Monday 11 September 2017

Hausfrau, 2015, Jill Alexander Essbaum ****

I am not sure why the low ratings of this novel on Goodreads and Amazon. Is it because of the writing, which I think is not bad at all or is it because of the main character who is simply annoying?

I read this book because in one of Chimamanda's interviews on The New Yorker, This Week in Fiction: Chimamanda Ngozi Adichie By Willing Davidson April 6, 2015 When asked:

The undercurrent of attraction in the story is elegant and subtle, and yet we sense by the end the interest that Okenwa has in Raphael, and it snaps the beginning of the story into place. How do you go about constructing a story such that the ending reveals something about the beginning? Are there stories or novels you particularly like that you think do this well?

She replied:


I am drawn as a reader to stories of childhood told in an adult voice, stories full of the melancholy beauty of retrospect. I am interested in the regrets we carry from our childhoods, in the idea of “what if” and “if only.” A novel I love, “The Go-Between,” by L. P. Hartley, does this very well. I’m also drawn to brave endings that stun you and make you reconsider the beginning, and I’ve just read the recent novel “Hausfrau,” which does that very well. I think of Okenwa’s attraction to Raphael as a certain kind of first love, childhood first love, that early confusing emotional pull, that thing filled with an exquisite uncertainty because it does not know itself and cannot even name itself.

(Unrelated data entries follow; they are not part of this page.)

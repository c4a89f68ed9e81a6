//! Schema diff engine.
//!
//! Walks a parsed block body in lock-step with a provider schema block and
//! records a finding for every attribute or nested block the configuration
//! does not set. Suppression scopes accumulate on the way down: a name
//! ignored at depth *k* stays ignored for the whole subtree beneath it.

use crate::findings::Finding;
use crate::parser::suppression::WILDCARD;
use crate::parser::BlockData;
use crate::schema::SchemaBlock;


/// True when `name` is covered by the suppression set, either through the
/// wildcard sentinel or a case-insensitive match.
pub fn is_suppressed(ignore: &[String], name: &str) -> bool {
    if name.is_empty() {
        return false;
    }
    ignore.iter().any(|entry| entry == WILDCARD)
        || ignore.iter().any(|entry| entry.eq_ignore_ascii_case(name))
}

/// Diffs one block body against its schema block, appending findings.
/// `path` is the dotted trail from the resource root (`root` at the top).
pub fn validate_block(
    data: &BlockData,
    resource_type: &str,
    path: &str,
    schema: &SchemaBlock,
    parent_ignore: &[String],
    findings: &mut Vec<Finding>,
) {
    let mut ignore = Vec::with_capacity(parent_ignore.len() + data.ignore_changes.len());
    ignore.extend_from_slice(parent_ignore);
    ignore.extend(data.ignore_changes.iter().cloned());

    validate_attributes(data, resource_type, path, schema, &ignore, findings);
    validate_nested_blocks(data, resource_type, path, schema, &ignore, findings);
}

fn validate_attributes(
    data: &BlockData,
    resource_type: &str,
    path: &str,
    schema: &SchemaBlock,
    ignore: &[String],
    findings: &mut Vec<Finding>,
) {
    for (name, attribute) in &schema.attributes {
        // `id` is never user-settable in this schema dialect.
        if name == "id" {
            continue;
        }
        // Purely exported: computed without being settable.
        if attribute.computed && !attribute.optional && !attribute.required {
            continue;
        }
        if is_suppressed(ignore, name) {
            continue;
        }
        if !data.properties.contains(name) {
            findings.push(Finding {
                resource_type: resource_type.to_string(),
                path: path.to_string(),
                name: name.clone(),
                required: attribute.required,
                is_block: false,
                is_data_source: false,
                submodule_name: String::new(),
            });
        }
    }
}

fn validate_nested_blocks(
    data: &BlockData,
    resource_type: &str,
    path: &str,
    schema: &SchemaBlock,
    ignore: &[String],
    findings: &mut Vec<Finding>,
) {
    for (name, block_type) in &schema.block_types {
        // Framework metadata, never part of the resource structure.
        if name == "timeouts" {
            continue;
        }
        if is_suppressed(ignore, name) {
            continue;
        }

        let static_block = data.static_blocks.get(name);
        let dynamic_block = data.dynamic_blocks.get(name);
        let Some(target) = static_block.or(dynamic_block) else {
            findings.push(Finding {
                resource_type: resource_type.to_string(),
                path: path.to_string(),
                name: name.clone(),
                required: block_type.min_items > 0,
                is_block: true,
                is_data_source: false,
                submodule_name: String::new(),
            });
            continue;
        };

        let nested_path = format!("{path}.{name}");
        validate_block(target, resource_type, &nested_path, &block_type.block, ignore, findings);
    }
}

I decided to read Hausfrau after reading her interview, the truth is that the ending of this novel is neither brave nor stunning nor does it make me  reconsider the beginning. Anna is annoying from the very beginning, so I am not amazed the way she ends up. I do not understand why Adichie says that the ending of this novel is brave, there is absolutely nothing brave about it. One of the reasons why I enjoyed this novel is because I am a psychology student and I somewhat find it interesting being in the head of an emotional depressed person and present during their psychoanalysis sessions which I think Essbaum captures so well.

Hausfrau is the German word for "Housewife", Anna is an American woman who moves to Switzerland with her Swiss husband, refuses to integrate in their culture. She does not even have a bank account, she simply lives on the margins of society. She losses her sense of being and only finds comfort in sexual encounters with strangers.

It's a novel I enjoyed. Adults only.